* **How to complete this task**: Below are entries. Reproduce exactly the lines between the line holding "pub fn forward(&self)" and the line holding "pub fn view_proj(&self)", inclusive, and only those.

★ ★ ★

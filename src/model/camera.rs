use glam::{Mat4, Vec2, Vec3};

pub struct Camera {
    pub eye: Vec3,
    pub target: Vec3,
    pub up: Vec3,
    pub fov_y: f32,
    pub aspect: f32,
    pub z_near: f32,
    pub z_far: f32,
}

impl Camera {
    pub fn new(width: u32, height: u32) -> Self {
        Self {
            eye: Vec3::new(0.0, 5.0, -10.0),
            target: Vec3::ZERO,
            up: Vec3::Y,
            fov_y: 75f32.to_radians(),
            aspect: aspect_ratio(width, height),
            z_near: 0.1,
            z_far: 1000.0,
        }
    }

    pub fn forward(&self) -> Vec3 {
        (self.target - self.eye).normalize_or_zero()
    }

    pub fn look_at(&mut self, target: Vec3) {
        self.target = target;
    }

    pub fn set_aspect(&mut self, width: u32, height: u32) {
        self.aspect = aspect_ratio(width, height);
    }

    pub fn view_proj(&self) -> Mat4 {
        let view = Mat4::look_at_rh(self.eye, self.target, self.up);
        let proj = Mat4::perspective_rh(self.fov_y, self.aspect, self.z_near, self.z_far);
        proj * view
    }

    /// Project a world point to pixel coordinates (origin top-left).
    /// Returns None for points behind the camera or outside the depth range.
    pub fn project(&self, point: Vec3, width: f32, height: f32) -> Option<Vec2> {
        let clip = self.view_proj() * point.extend(1.0);
        if clip.w <= f32::EPSILON {
            return None;
        }
        let ndc = clip.truncate() / clip.w;
        if !(0.0..=1.0).contains(&ndc.z) {
            return None;
        }
        Some(Vec2::new(
            (ndc.x + 1.0) * 0.5 * width,
            (1.0 - ndc.y) * 0.5 * height,
        ))
    }
}

fn aspect_ratio(width: u32, height: u32) -> f32 {
    width as f32 / height.max(1) as f32
}
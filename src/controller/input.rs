//! Platform-agnostic input handling system

/// The two on-screen touch pads
#[derive(Debug, Clone, Copy, PartialEq, Eq)]
pub enum TouchControl {
    Accelerate,
    Brake,
}

impl TouchControl {
    pub fn element_id(self) -> &'static str {
        match self {
            TouchControl::Accelerate => "accelerate",
            TouchControl::Brake => "brake",
        }
    }

    pub fn from_element_id(id: &str) -> Option<Self> {
        match id {
            "accelerate" => Some(TouchControl::Accelerate),
            "brake" => Some(TouchControl::Brake),
            _ => None,
        }
    }
}

/// Platform-independent input events
#[derive(Debug, Clone)]
pub enum InputEvent {
    // Keyboard events
    KeyDown(String),
    KeyUp(String),

    // Touch pads
    TouchStart(TouchControl),
    TouchEnd(TouchControl),

    /// Left-to-right device tilt in degrees, None when the sensor gave nothing
    Tilt { gamma: Option<f64> },

    // Window events
    FocusLost,
    VisibilityChanged { visible: bool },
}

/// What the player is asking for right now. Written by input handlers, read once per frame.
#[derive(Debug, Clone, Copy, Default, PartialEq)]
pub struct ControlState {
    pub accelerate: bool,
    pub brake: bool,
    steering: f32,
}

impl ControlState {
    pub fn new() -> Self {
        Self::default()
    }

    pub fn steering(&self) -> f32 {
        self.steering
    }

    pub fn set_steering(&mut self, steering: f32) {
        self.steering = if steering.is_finite() { steering.clamp(-1.0, 1.0) } else { 0.0 };
    }

    pub fn clear(&mut self) {
        *self = Self::default();
    }
}

/// Map a tilt angle in degrees onto [-1, 1] steering
pub fn tilt_to_steering(gamma: Option<f64>, max_tilt_deg: f64) -> f32 {
    match gamma {
        Some(g) if g.is_finite() && g != 0.0 => (g / max_tilt_deg).clamp(-1.0, 1.0) as f32,
        _ => 0.0,
    }
}

/// Key mapping configuration
#[derive(Debug, Clone)]
pub struct KeyBindings {
    pub accelerate: String,
    pub brake: String,
    pub steer_left: String,
    pub steer_right: String,
}

impl Default for KeyBindings {
    fn default() -> Self {
        Self {
            accelerate: "ArrowUp".to_string(),
            brake: "ArrowDown".to_string(),
            steer_left: "ArrowLeft".to_string(),
            steer_right: "ArrowRight".to_string(),
        }
    }
}

/// Turns input events into control state. Later events simply overwrite earlier ones.
#[derive(Debug, Clone)]
pub struct InputProcessor {
    bindings: KeyBindings,
    max_tilt_deg: f64,
}

impl InputProcessor {
    pub fn new(bindings: KeyBindings) -> Self {
        Self {
            bindings,
            max_tilt_deg: 45.0,
        }
    }

    /// True for keys the game uses, so the page should not scroll on them
    pub fn is_game_key(&self, key: &str) -> bool {
        let b = &self.bindings;
        key == b.accelerate || key == b.brake || key == b.steer_left || key == b.steer_right
    }

    pub fn process(&self, state: &mut ControlState, event: &InputEvent) {
        let b = &self.bindings;
        match event {
            InputEvent::KeyDown(key) => {
                if *key == b.accelerate {
                    state.accelerate = true;
                } else if *key == b.brake {
                    state.brake = true;
                } else if *key == b.steer_left {
                    state.set_steering(-1.0);
                } else if *key == b.steer_right {
                    state.set_steering(1.0);
                }
            }
            InputEvent::KeyUp(key) => {
                if *key == b.accelerate {
                    state.accelerate = false;
                } else if *key == b.brake {
                    state.brake = false;
                } else if *key == b.steer_left || *key == b.steer_right {
                    state.set_steering(0.0);
                }
            }
            InputEvent::TouchStart(TouchControl::Accelerate) => state.accelerate = true,
            InputEvent::TouchEnd(TouchControl::Accelerate) => state.accelerate = false,
            InputEvent::TouchStart(TouchControl::Brake) => state.brake = true,
            InputEvent::TouchEnd(TouchControl::Brake) => state.brake = false,
            InputEvent::Tilt { gamma } => {
                state.set_steering(tilt_to_steering(*gamma, self.max_tilt_deg));
            }
            InputEvent::FocusLost | InputEvent::VisibilityChanged { .. } => state.clear(),
        }
    }
}

impl Default for InputProcessor {
    fn default() -> Self {
        Self::new(KeyBindings::default())
    }
}

pub mod wasm {
    use super::*;
    use web_sys::{DeviceOrientationEvent, KeyboardEvent};

    pub fn keyboard_event_to_input(e: &KeyboardEvent, is_down: bool) -> InputEvent {
        let key = e.key();
        if is_down {
            InputEvent::KeyDown(key)
        } else {
            InputEvent::KeyUp(key)
        }
    }

    pub fn touch_to_input(control: TouchControl, is_start: bool) -> InputEvent {
        if is_start {
            InputEvent::TouchStart(control)
        } else {
            InputEvent::TouchEnd(control)
        }
    }

    pub fn orientation_to_input(e: &DeviceOrientationEvent) -> InputEvent {
        InputEvent::Tilt { gamma: e.gamma() }
    }
}
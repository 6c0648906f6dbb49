use cfg_if::cfg_if;
use tracing_subscriber::util::SubscriberInitExt;
use tracing_subscriber::{layer::SubscriberExt, EnvFilter};

const DEFAULT_FILTER: &str = "info,bike_racer=debug";

fn env_filter() -> EnvFilter {
    EnvFilter::try_from_default_env().unwrap_or_else(|_| EnvFilter::new(DEFAULT_FILTER))
}

cfg_if! {
    if #[cfg(target_arch = "wasm32")] {
        /// Route tracing into the browser console
        pub fn init() {
            let wasm_layer = tracing_wasm::WASMLayer::new(tracing_wasm::WASMLayerConfig::default());

            // a second init (hot reload) keeps the first subscriber
            let _ = tracing_subscriber::registry()
                .with(env_filter())
                .with(wasm_layer)
                .try_init();

            #[cfg(feature = "console_error_panic_hook")]
            console_error_panic_hook::set_once();
        }
    } else {
        use std::path::Path;
        use once_cell::sync::OnceCell;
        use tracing_appender::non_blocking::WorkerGuard;
        use tracing_subscriber::fmt;

        static FILE_GUARD: OnceCell<WorkerGuard> = OnceCell::new();

        /// stderr plus a daily log file (`BIKE_LOG_FILE`, default `logs/bike.log`)
        pub fn init() {
            let console_layer = fmt::layer()
                .with_writer(std::io::stderr)
                .with_target(true)
                .with_level(true)
                .compact();

            let log_path = std::env::var("BIKE_LOG_FILE").unwrap_or_else(|_| "logs/bike.log".to_string());
            let log_path = Path::new(&log_path);
            let dir = log_path.parent().filter(|p| !p.as_os_str().is_empty()).unwrap_or(Path::new("."));
            let file_name = log_path.file_name().unwrap_or(std::ffi::OsStr::new("bike.log"));
            let (writer, guard) = tracing_appender::non_blocking(tracing_appender::rolling::daily(dir, file_name));
            let _ = FILE_GUARD.set(guard);

            let file_layer = fmt::layer()
                .with_writer(writer)
                .with_ansi(false)
                .with_target(true)
                .with_file(true)
                .with_line_number(true)
                .compact();

            let _ = tracing_subscriber::registry()
                .with(env_filter())
                .with(console_layer)
                .with(file_layer)
                .try_init();

            std::panic::set_hook(Box::new(|info| {
                let location = info
                    .location()
                    .map(|l| format!("{}:{}:{}", l.file(), l.line(), l.column()))
                    .unwrap_or_else(|| "<unknown>".to_string());
                let payload = info
                    .payload()
                    .downcast_ref::<&str>()
                    .map(|s| s.to_string())
                    .or_else(|| info.payload().downcast_ref::<String>().cloned())
                    .unwrap_or_else(|| "<non-string panic>".to_string());
                let bt = std::backtrace::Backtrace::force_capture();
                tracing::error!("panic at {location}: {payload}\nBacktrace:\n{bt}");
            }));
        }
    }
}
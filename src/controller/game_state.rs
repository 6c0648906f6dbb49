use std::collections::BTreeMap;

use crate::error::GameError;

/// Score, progress and the start gate for one run
#[derive(Debug, Clone)]
pub struct GameState {
    pub score: u64,
    pub coins_collected: u32,
    pub level: u32,
    pub controls_enabled: bool,
    hud_dirty: bool,
}

impl GameState {
    pub fn new() -> Self {
        Self {
            score: 0,
            coins_collected: 0,
            level: 1,
            controls_enabled: false,
            // HUD shows initial values on the first frame
            hud_dirty: true,
        }
    }

    pub fn enable_controls(&mut self) {
        self.controls_enabled = true;
    }

    pub fn record_pickup(&mut self, reward: u64) {
        self.coins_collected += 1;
        self.score += reward;
        self.hud_dirty = true;
    }

    /// Returns whether the HUD needs a refresh and clears the flag
    pub fn take_hud_dirty(&mut self) -> bool {
        std::mem::take(&mut self.hud_dirty)
    }

    /// Flat key-value view of the run
    pub fn snapshot(&self) -> BTreeMap<&'static str, u64> {
        BTreeMap::from([
            ("coins", u64::from(self.coins_collected)),
            ("level", u64::from(self.level)),
            ("score", self.score),
        ])
    }

    pub fn snapshot_json(&self) -> Result<String, GameError> {
        Ok(serde_json::to_string(&self.snapshot())?)
    }
}

impl Default for GameState {
    fn default() -> Self {
        Self::new()
    }
}

#[cfg(test)]
mod tests {
    use super::*;

    #[test]
    fn starts_at_level_one_with_controls_locked() {
        let state = GameState::new();
        assert_eq!(state.score, 0);
        assert_eq!(state.level, 1);
        assert!(!state.controls_enabled);
    }

    #[test]
    fn pickups_add_reward_and_dirty_hud() {
        let mut state = GameState::new();
        assert!(state.take_hud_dirty());
        assert!(!state.take_hud_dirty());

        state.record_pickup(10);
        state.record_pickup(10);
        assert_eq!(state.score, 20);
        assert_eq!(state.coins_collected, 2);
        assert!(state.take_hud_dirty());
    }

    #[test]
    fn snapshot_is_flat_json() {
        let mut state = GameState::new();
        state.record_pickup(10);
        let json = state.snapshot_json().unwrap();
        assert_eq!(json, r#"{"coins":1,"level":1,"score":10}"#);
    }
}
use glam::{Quat, Vec3};
use rand::Rng;

/// Where coins, obstacles and ramps get placed along the -Z track
#[derive(Debug, Clone)]
pub struct TrackLayout {
    pub ground_size: f32,
    pub coin_count: usize,
    pub coin_radius: f32,
    pub coin_spread: f32,
    pub coin_spacing: f32,
    pub obstacle_count: usize,
    pub obstacle_spread: f32,
    pub obstacle_spacing: f32,
    pub ramp_count: usize,
    pub ramp_spread: f32,
    pub ramp_spacing: f32,
    pub ramp_tilt: f32,
}

impl TrackLayout {
    pub fn new() -> Self {
        Self {
            ground_size: 100.0,
            coin_count: 20,
            coin_radius: 0.5,
            coin_spread: 50.0,
            coin_spacing: 10.0,
            obstacle_count: 10,
            obstacle_spread: 20.0,
            obstacle_spacing: 15.0,
            ramp_count: 5,
            ramp_spread: 20.0,
            ramp_spacing: 30.0,
            ramp_tilt: -std::f32::consts::FRAC_PI_6,
        }
    }

    /// Roll random lateral offsets for every item. Z positions are fixed by index.
    pub fn generate<R: Rng + ?Sized>(&self, rng: &mut R) -> TrackPlan {
        let lateral = |rng: &mut R, spread: f32| rng.gen::<f32>() * spread - spread / 2.0;

        let coins = (0..self.coin_count)
            .map(|i| {
                let x = lateral(rng, self.coin_spread);
                Vec3::new(x, 0.5, -(i as f32) * self.coin_spacing - 10.0)
            })
            .collect();

        let obstacles = (0..self.obstacle_count)
            .map(|i| {
                let x = lateral(rng, self.obstacle_spread);
                Vec3::new(x, 0.5, -(i as f32) * self.obstacle_spacing - 20.0)
            })
            .collect();

        let ramps = (0..self.ramp_count)
            .map(|i| {
                let x = lateral(rng, self.ramp_spread);
                Vec3::new(x, 0.25, -(i as f32) * self.ramp_spacing - 40.0)
            })
            .collect();

        TrackPlan {
            coins,
            obstacles,
            ramps,
            ramp_orientation: Quat::from_rotation_x(self.ramp_tilt),
        }
    }
}

impl Default for TrackLayout {
    fn default() -> Self {
        Self::new()
    }
}

/// Concrete positions for one run
#[derive(Debug, Clone)]
pub struct TrackPlan {
    pub coins: Vec<Vec3>,
    pub obstacles: Vec<Vec3>,
    pub ramps: Vec<Vec3>,
    pub ramp_orientation: Quat,
}

#[cfg(test)]
mod tests {
    use super::*;
    use rand::rngs::StdRng;
    use rand::SeedableRng;

    #[test]
    fn plan_has_the_configured_counts() {
        let layout = TrackLayout::new();
        let plan = layout.generate(&mut StdRng::seed_from_u64(7));
        assert_eq!(plan.coins.len(), 20);
        assert_eq!(plan.obstacles.len(), 10);
        assert_eq!(plan.ramps.len(), 5);
    }

    #[test]
    fn items_stay_within_their_lanes() {
        let layout = TrackLayout::new();
        let plan = layout.generate(&mut StdRng::seed_from_u64(42));

        for (i, c) in plan.coins.iter().enumerate() {
            assert!(c.x >= -25.0 && c.x < 25.0);
            assert_eq!(c.y, 0.5);
            assert_eq!(c.z, -(i as f32) * 10.0 - 10.0);
        }
        for (i, o) in plan.obstacles.iter().enumerate() {
            assert!(o.x >= -10.0 && o.x < 10.0);
            assert_eq!(o.z, -(i as f32) * 15.0 - 20.0);
        }
        for (i, r) in plan.ramps.iter().enumerate() {
            assert!(r.x >= -10.0 && r.x < 10.0);
            assert_eq!(r.y, 0.25);
            assert_eq!(r.z, -(i as f32) * 30.0 - 40.0);
        }
    }

    #[test]
    fn same_seed_same_track() {
        let layout = TrackLayout::new();
        let a = layout.generate(&mut StdRng::seed_from_u64(3));
        let b = layout.generate(&mut StdRng::seed_from_u64(3));
        assert_eq!(a.coins, b.coins);
        assert_eq!(a.obstacles, b.obstacles);
    }
}
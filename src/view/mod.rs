// VIEW: Render surface, HUD and the browser debug canvas
pub mod hud;
pub mod surface;
#[cfg(target_arch = "wasm32")]
pub mod canvas;

pub use hud::{HudField, HudSink, TextHud};
pub use surface::RenderSurface;
#[cfg(target_arch = "wasm32")]
pub use canvas::CanvasRenderer;
use glam::Vec3;
use tracing::info;

use crate::controller::GameState;
use crate::model::CoinField;
use crate::view::RenderSurface;

/// Picks up coins the actor drives close enough to
#[derive(Debug, Clone, Copy)]
pub struct ProximityScorer {
    /// Added to each coin's own radius
    pub margin: f32,
    pub reward: u64,
}

impl ProximityScorer {
    pub fn new() -> Self {
        Self {
            margin: 1.0,
            reward: 10,
        }
    }

    /// Collect every active coin within reach, in spawn order.
    /// Returns how many were collected this call.
    pub fn collect<S: RenderSurface + ?Sized>(
        &self,
        coins: &mut CoinField,
        actor: Vec3,
        state: &mut GameState,
        surface: &mut S,
    ) -> usize {
        let mut collected = 0;
        for coin in coins.iter_mut() {
            if coin.is_collected() {
                continue;
            }
            let distance = coin.position.distance(actor);
            if distance >= coin.radius + self.margin {
                continue;
            }
            coin.collect();

            if let Some(mesh) = coin.mesh.take() {
                surface.remove_mesh(mesh);
            }
            state.record_pickup(self.reward);
            collected += 1;
            info!(
                position = ?coin.position,
                distance,
                score = state.score,
                "coin collected"
            );
        }
        collected
    }
}

impl Default for ProximityScorer {
    fn default() -> Self {
        Self::new()
    }
}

★ ★ ★

* **Final answer**:
    pub fn forward(&self) -> Vec3 {
        (self.target - self.eye).normalize_or_zero()
    }

    pub fn look_at(&mut self, target: Vec3) {
        self.target = target;
    }

    pub fn set_aspect(&mut self, width: u32, height: u32) {
        self.aspect = aspect_ratio(width, height);
    }

    pub fn view_proj(&self) -> Mat4 {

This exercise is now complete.